У младшей лицо было смугло и загорело, глаза бездонно темны, а волосы отливали сизым ночным сумраком. У старшей же волосы золотились, как спелая рожь, а синие глаза лучили густой колдовской свет зари в лесу.

В древнем монастырском соборе обе молились одинаково жарко. В обеих я был влюблен одинаково безрассудно.

Скрывал я глухую мою любовь к девушкам даже от себя. Но сосед мой по келье, темный, скрытный монах, не знаю как, может быть, догадываясь по себе, открыл, что девушки меня опутали.

— Готов? — гнусавил он. — Спекся. Стыдными окалях душу грехами? В который энто раз? Но то хоть красивые попадались… А энто так… Поджары какие-то… Скелеты…

А я, притворившись ничего не знающим, делал свирепое лицо, бросал с сердцем в узкие глаза чернеца:

— Откуда ты взял, будто я влюблен?.. Бабник несчастный… Сам за юбками гоняется… а на других врет…

— Да ты не фордыбачь… — хлопал меня по плечу Павел, — мы ведь друзяки… Ты ведь вздыхаешь все без толку… Вовсе они не такие недотроги… каких изображать стараются… Хочешь познакомиться?..

Но я не сдавался:

— Станут чистые девушки… знакомиться… с бабниками-монахами!..

— Черт чистил да швабру поломал!.. — гоготал Павел. — А, сталоть, ты и себя бабником считаешь?.. Так и запишем.

— Я не считаю себя праведником… Но враг искушал и чистые души праведных…

— И праведниц?.. — подмигивал, лихо щелкнув пальцем, монах. — Так и запишем… А толку-то от праведников да праведниц нам никакого… Ежли б все поделались праведниками, пришлось бы нам закрыть лавочку… От скуки все попередохли б при праведной-то жизни… Может, и твои царевны-несмеяны, недотроги-праведницы, — так ведь не на них нам надо обращать полное свое внимание… Как ловцы душ мы… то и должны ловить только души грешные… кликуш, колдуний, блудниц… Вспомни Марию Египетскую… Бог радуется больше обращению грешной души, чем…

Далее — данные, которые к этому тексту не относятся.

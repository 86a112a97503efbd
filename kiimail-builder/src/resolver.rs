//! Id lookup and upward property inheritance over a parsed [`EmailDocument`].

use log::warn;

use crate::document::{Block, Cell, EmailDocument, NodeId, NodeKind, Widget, ROOT_ID};
use crate::style::{PropValue, Style, StyleProperty};

/// Depth of the deepest node (a widget) below the root
const MAX_DEPTH: usize = 3;

/// A borrowed view of any node in the tree
#[derive(Debug, Clone, Copy, PartialEq)]
pub enum Node<'a> {
    Document(&'a EmailDocument),
    Block(&'a Block),
    Cell(&'a Cell),
    Widget(&'a Widget),
}

impl<'a> Node<'a> {
    pub fn id(&self) -> NodeId {
        match self {
            Node::Document(d) => d.id,
            Node::Block(b) => b.id,
            Node::Cell(c) => c.id,
            Node::Widget(w) => w.id,
        }
    }

    pub fn kind(&self) -> NodeKind {
        match self {
            Node::Document(_) => NodeKind::Document,
            Node::Block(_) => NodeKind::Block,
            Node::Cell(_) => NodeKind::Cell,
            Node::Widget(_) => NodeKind::Widget,
        }
    }

    pub fn style(&self) -> &'a Style {
        match self {
            Node::Document(d) => &d.style,
            Node::Block(b) => &b.style,
            Node::Cell(c) => &c.style,
            Node::Widget(w) => &w.style,
        }
    }

    /// The node's own value for `property`, without inheritance
    pub fn property(&self, property: StyleProperty) -> Option<&'a PropValue> {
        self.style().get(property)
    }

    pub fn is_root(&self) -> bool {
        matches!(self, Node::Document(_))
    }
}

fn sorted_blocks(doc: &EmailDocument) -> Vec<&Block> {
    let mut blocks: Vec<&Block> = doc.blocks.iter().collect();
    blocks.sort_by(|a, b| a.position.total_cmp(&b.position));
    blocks
}

fn sorted_widgets(cell: &Cell) -> Vec<&Widget> {
    let mut widgets: Vec<&Widget> = cell.widgets.iter().collect();
    widgets.sort_by(|a, b| a.position.total_cmp(&b.position));
    widgets
}

/// Find a node by id.
///
/// Blocks and widgets are searched in `position` order, cells in stored order.
/// Id `0` and ids that match nothing both return the document root.
pub fn find_by_id(doc: &EmailDocument, id: NodeId) -> Node<'_> {
    if id == ROOT_ID {
        return Node::Document(doc);
    }
    for block in sorted_blocks(doc) {
        if block.id == id {
            return Node::Block(block);
        }
        for cell in &block.cells {
            if cell.id == id {
                return Node::Cell(cell);
            }
            for widget in sorted_widgets(cell) {
                if widget.id == id {
                    return Node::Widget(widget);
                }
            }
        }
    }
    warn!("node {} not found, falling back to document root", id);
    Node::Document(doc)
}

/// Find the parent of the node with the given id.
///
/// Returns `None` for the root (id `0`) and for ids that are not a block,
/// a cell or a widget of this document.
pub fn find_parent(doc: &EmailDocument, id: NodeId) -> Option<Node<'_>> {
    if id == ROOT_ID {
        return None;
    }
    if doc.blocks.iter().any(|b| b.id == id) {
        return Some(Node::Document(doc));
    }
    for block in &doc.blocks {
        if block.cells.iter().any(|c| c.id == id) {
            return Some(Node::Block(block));
        }
        for cell in &block.cells {
            if cell.widgets.iter().any(|w| w.id == id) {
                return Some(Node::Cell(cell));
            }
        }
    }
    None
}

/// Resolve the effective value of `property` for the node with the given id.
///
/// Returns the node's own value if set, otherwise the value of the nearest
/// ancestor that sets it, otherwise an empty string.
pub fn resolve_property(doc: &EmailDocument, id: NodeId, property: StyleProperty) -> PropValue {
    let node = find_by_id(doc, id);
    if let Some(value) = node.property(property) {
        return value.clone();
    }
    if node.is_root() {
        return PropValue::empty();
    }

    let mut current = node.id();
    for _ in 0..MAX_DEPTH {
        let Some(parent) = find_parent(doc, current) else {
            return PropValue::empty();
        };
        if let Some(value) = parent.property(property) {
            return value.clone();
        }
        if parent.is_root() {
            return PropValue::empty();
        }
        current = parent.id();
    }

    warn!(
        "inheritance walk for '{}' from node {} exceeded the tree depth",
        property.key(),
        id
    );
    PropValue::empty()
}

/// All ancestors of the node with the given id, nearest first
pub fn ancestors(doc: &EmailDocument, id: NodeId) -> Vec<Node<'_>> {
    let mut chain = Vec::new();
    let mut current = find_by_id(doc, id);
    while !current.is_root() && chain.len() <= MAX_DEPTH {
        match find_parent(doc, current.id()) {
            Some(parent) => {
                chain.push(parent);
                current = parent;
            }
            None => break,
        }
    }
    chain
}
//! Everything around the template compiler that an application needs to
//! actually send a templated email: translation lookup, plaintext
//! conversion, SMTP settings and the transport contract.
//!
//! The language of every operation is an explicit [`Locale`] argument.

pub mod config;
pub mod dispatcher;
pub mod error;
pub mod locale;
pub mod plaintext;
pub mod source;
pub mod transport;

pub use config::{ConfigError, SmtpConfig};
pub use dispatcher::{Dispatcher, RenderedEmail, Subscriber, TransportReport, Verification, TEST_SUBJECT};
pub use error::{DispatchError, DispatchResult};
pub use locale::Locale;
pub use plaintext::{HtmlToText, PlainTextConverter, TextOptions};
pub use source::{MemoryTemplateStore, TemplateId, TemplateRecord, TemplateSource};
pub use transport::{MailTransport, Outbox, OutgoingMail, StoredMail};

— Ты ж говорил, царевны-грешницы?

— Ну, да еще неизвестно, кто они, эти столичные штучки, — потирал сладострастно руки чернец. — Знаем мы их!.. Хочешь, досконально добьюсь?.. — приставал он ко мне. — Особливо меня насчет старшей, русой-то, сомнение берет… Она-то, положим, изображает царевну-недотрогу, да ведь… знаем мы этих недотрог!..

Харкал яростно, хулил, клял девушек ни за что, ни про что. А я радовался; словно очарованный бродил по цветникам лавры, разговаривал сам с собой. Да, да, русая — воистину царевна-недотрога. Та, младшая, чернокудрая — колдунья, ночь. А эта светлая, чистая. Уедет она и не будет до самой смерти знать, как пламенно любил ее одинокий молодой послушник…

2

— Вздыхаешь?.. — дразнил меня Павел. — Молодо, брат, зелено… Ну, вздыхай, а я пойду… Пора!

Монах оставлял меня на ночь в своей келье, а сам уходил куда-то в лес и проводил там всю ночь… В монастыре его поважали, давая ему полную волю, среди богомольцев он слыл за прозорливца. Говорили, будто где-то, в глубоком логу чернец выкопал себе пещеру, куда по ночам к нему приходили кликуши, и он исцелял их.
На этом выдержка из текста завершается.